* **WHAT THE TASK REQUIRES**:
Every line of the data is to be transcribed as it stands.
--- START ---
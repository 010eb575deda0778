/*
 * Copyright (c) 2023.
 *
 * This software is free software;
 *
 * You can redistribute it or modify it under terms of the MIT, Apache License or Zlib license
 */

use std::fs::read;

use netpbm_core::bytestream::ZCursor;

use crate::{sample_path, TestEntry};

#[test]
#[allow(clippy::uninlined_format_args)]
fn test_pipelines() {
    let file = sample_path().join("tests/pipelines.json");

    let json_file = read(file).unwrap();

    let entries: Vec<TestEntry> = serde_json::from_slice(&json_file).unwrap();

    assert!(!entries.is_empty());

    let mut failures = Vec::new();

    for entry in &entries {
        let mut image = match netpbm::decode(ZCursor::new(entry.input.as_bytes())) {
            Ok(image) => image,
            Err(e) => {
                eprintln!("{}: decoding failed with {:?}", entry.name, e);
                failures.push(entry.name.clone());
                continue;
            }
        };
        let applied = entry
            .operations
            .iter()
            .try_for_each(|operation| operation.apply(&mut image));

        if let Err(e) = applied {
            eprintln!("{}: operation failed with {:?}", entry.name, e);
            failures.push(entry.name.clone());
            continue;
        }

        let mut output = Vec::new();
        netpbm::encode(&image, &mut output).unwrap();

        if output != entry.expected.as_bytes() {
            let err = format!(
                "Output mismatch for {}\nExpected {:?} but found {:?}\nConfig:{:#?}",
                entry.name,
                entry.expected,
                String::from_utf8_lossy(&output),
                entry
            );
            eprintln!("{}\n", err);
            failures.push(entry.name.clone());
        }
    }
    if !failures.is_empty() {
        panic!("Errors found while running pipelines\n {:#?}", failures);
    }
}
--- END ---
* **SOLUTION TO THE PROBLEM**:
repository 010eb575deda0778
/*
 * Copyright (c) 2023.
 *
 * This software is free software;
 *
 * You can redistribute it or modify it under terms of the MIT, Apache License or Zlib license
 */

use std::fs::read;

use netpbm_core::bytestream::ZCursor;

use crate::{sample_path, TestEntry};

#[test]
#[allow(clippy::uninlined_format_args)]
fn test_pipelines() {
    let file = sample_path().join("tests/pipelines.json");

    let json_file = read(file).unwrap();

    let entries: Vec<TestEntry> = serde_json::from_slice(&json_file).unwrap();

    assert!(!entries.is_empty());

    let mut failures = Vec::new();

    for entry in &entries {
        let mut image = match netpbm::decode(ZCursor::new(entry.input.as_bytes())) {
            Ok(image) => image,
            Err(e) => {
                eprintln!("{}: decoding failed with {:?}", entry.name, e);
                failures.push(entry.name.clone());
                continue;
            }
        };
        let applied = entry
            .operations
            .iter()
            .try_for_each(|operation| operation.apply(&mut image));

        if let Err(e) = applied {
            eprintln!("{}: operation failed with {:?}", entry.name, e);
            failures.push(entry.name.clone());
            continue;
        }

        let mut output = Vec::new();
        netpbm::encode(&image, &mut output).unwrap();

        if output != entry.expected.as_bytes() {
            let err = format!(
                "Output mismatch for {}\nExpected {:?} but found {:?}\nConfig:{:#?}",
                entry.name,
                entry.expected,
                String::from_utf8_lossy(&output),
                entry
            );
            eprintln!("{}\n", err);
            failures.push(entry.name.clone());
        }
    }
    if !failures.is_empty() {
        panic!("Errors found while running pipelines\n {:#?}", failures);
    }
}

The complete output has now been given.